Integration strategies for toxicity data from an empirical perspective

Abstract

The recent development of information techniques, especially the state-of-the-art “big data” solutions, enables the extracting, gathering, and processing large amount of toxicity information from multiple sources. Facilitated by this technology advance, a framework named integrated testing strategies (ITS) has been proposed in the predictive toxicology domain, in an effort to intelligently jointly use multiple heterogeneous toxicity data records (through data fusion, grouping, interpolation/extrapolation etc.) for toxicity assessment. This will ultimately contribute to accelerating the development cycle of chemical products, reducing animal use, and decreasing development costs. Most of the current study in ITS is based on a group of consensus processes, termed weight of evidence (WoE), which quantitatively integrate all the relevant data instances towards the same endpoint into an integrated decision supported by data quality.

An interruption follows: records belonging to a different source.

//! Listeners notified as results arrive.

use std::error::Error;
use std::io::Write;
use std::panic::{AssertUnwindSafe, catch_unwind};
use std::sync::{Arc, Mutex, PoisonError};

use tracing::warn;

use super::StatisticsAggregator;
use crate::history::HistoryStore;
use crate::mutation::{ClassMutationResults, DetectionStatus};

/// Outcome of a listener callback.
pub type ListenerResult = Result<(), Box<dyn Error + Send + Sync>>;

/// Receives run events from the single result-draining task.
pub trait MutationResultListener: Send {
    /// Short name used when logging failures.
    fn name(&self) -> &str;

    fn run_start(&mut self) -> ListenerResult {
        Ok(())
    }

    fn handle_mutation_result(&mut self, results: &ClassMutationResults) -> ListenerResult;

    fn run_end(&mut self) -> ListenerResult {
        Ok(())
    }
}

/// Broadcasts to every listener. A listener that errors or panics is
/// logged and skipped; the others still see the event.
#[derive(Default)]
pub struct CompoundListener {
    listeners: Vec<Box<dyn MutationResultListener>>,
}

impl CompoundListener {
    pub fn new(listeners: Vec<Box<dyn MutationResultListener>>) -> Self {
        Self { listeners }
    }

    pub fn push(&mut self, listener: Box<dyn MutationResultListener>) {
        self.listeners.push(listener);
    }

    pub fn run_start(&mut self) {
        self.each("run_start", |l| l.run_start());
    }

    pub fn handle_mutation_result(&mut self, results: &ClassMutationResults) {
        self.each("handle_mutation_result", |l| l.handle_mutation_result(results));
    }

    pub fn run_end(&mut self) {
        self.each("run_end", |l| l.run_end());
    }

    fn each(
        &mut self,
        event: &str,
        mut call: impl FnMut(&mut dyn MutationResultListener) -> ListenerResult,
    ) {
        for listener in &mut self.listeners {
            let outcome = catch_unwind(AssertUnwindSafe(|| call(listener.as_mut())));
            match outcome {
                Ok(Ok(())) => {}
                Ok(Err(err)) => {
                    warn!(listener = listener.name(), event, %err, "listener failed");
                }
                Err(panic) => {
                    let message = panic
                        .downcast_ref::<&str>()
                        .map(|s| s.to_string())
                        .or_else(|| panic.downcast_ref::<String>().cloned())
                        .unwrap_or_else(|| "unknown panic".to_string());
                    warn!(listener = listener.name(), event, %message, "listener panicked");
                }
            }
        }
    }
}

/// Feeds a shared [`StatisticsAggregator`].
pub struct StatisticsListener {
    aggregator: Arc<Mutex<StatisticsAggregator>>,
}

impl StatisticsListener {
    pub fn new(aggregator: Arc<Mutex<StatisticsAggregator>>) -> Self {
        Self { aggregator }
    }
}

impl MutationResultListener for StatisticsListener {
    fn name(&self) -> &str {
        "statistics"
    }

    fn handle_mutation_result(&mut self, results: &ClassMutationResults) -> ListenerResult {
        self.aggregator
            .lock()
            .unwrap_or_else(PoisonError::into_inner)
            .register_results(results);
        Ok(())
    }
}

/// Prints one character per finished mutant, then a count.
pub struct ProgressListener {
    out: Box<dyn Write + Send>,
    seen: usize,
}

impl ProgressListener {
    pub fn new(out: Box<dyn Write + Send>) -> Self {
        Self { out, seen: 0 }
    }

    pub fn stderr() -> Self {
        Self::new(Box::new(std::io::stderr()))
    }
}

fn progress_mark(status: DetectionStatus) -> char {
    match status {
        DetectionStatus::Killed => '.',
        DetectionStatus::Survived => 'S',
        DetectionStatus::TimedOut => 'T',
        DetectionStatus::NoCoverage => '-',
        DetectionStatus::NonViable => 'N',
        DetectionStatus::MemoryError => 'M',
        _ => 'E',
    }
}

impl MutationResultListener for ProgressListener {
    fn name(&self) -> &str {
        "progress"
    }

    fn handle_mutation_result(&mut self, results: &ClassMutationResults) -> ListenerResult {
        let marks: String = results
            .results
            .iter()
            .map(|r| progress_mark(r.status()))
            .collect();
        self.seen += results.results.len();
        self.out.write_all(marks.as_bytes())?;
        self.out.flush()?;
        Ok(())
    }

    fn run_end(&mut self) -> ListenerResult {
        writeln!(self.out)?;
        writeln!(self.out, "mutascope: analysed {} mutations", self.seen)?;
        Ok(())
    }
}

/// Records verdicts into a history store and writes it at run end.
pub struct HistoryListener<S: HistoryStore + ?Sized> {
    store: Arc<Mutex<S>>,
}

impl<S: HistoryStore + ?Sized> HistoryListener<S> {
    pub fn new(store: Arc<Mutex<S>>) -> Self {
        Self { store }
    }
}

impl<S: HistoryStore + ?Sized> MutationResultListener for HistoryListener<S> {
    fn name(&self) -> &str {
        "history"
    }

    fn handle_mutation_result(&mut self, results: &ClassMutationResults) -> ListenerResult {
        let mut store = self.store.lock().unwrap_or_else(PoisonError::into_inner);
        for result in &results.results {
            store.record_result(result);
        }
        Ok(())
    }

    fn run_end(&mut self) -> ListenerResult {
        self.store
            .lock()
            .unwrap_or_else(PoisonError::into_inner)
            .close()?;
        Ok(())
    }
}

Several WoE implementations for the particular case of toxicity data fusion have been presented in the literature, which are collectively studied in this paper. Noting that these uncertainty handling methodologies are usually not simply developed from conventional probability theory due to the unavailability of big datasets, this paper first investigates the mathematical foundations of these approaches. Then, the investigated data integration models are applied to a representative case in the predictive toxicology domain, with the experimental results compared and analysed.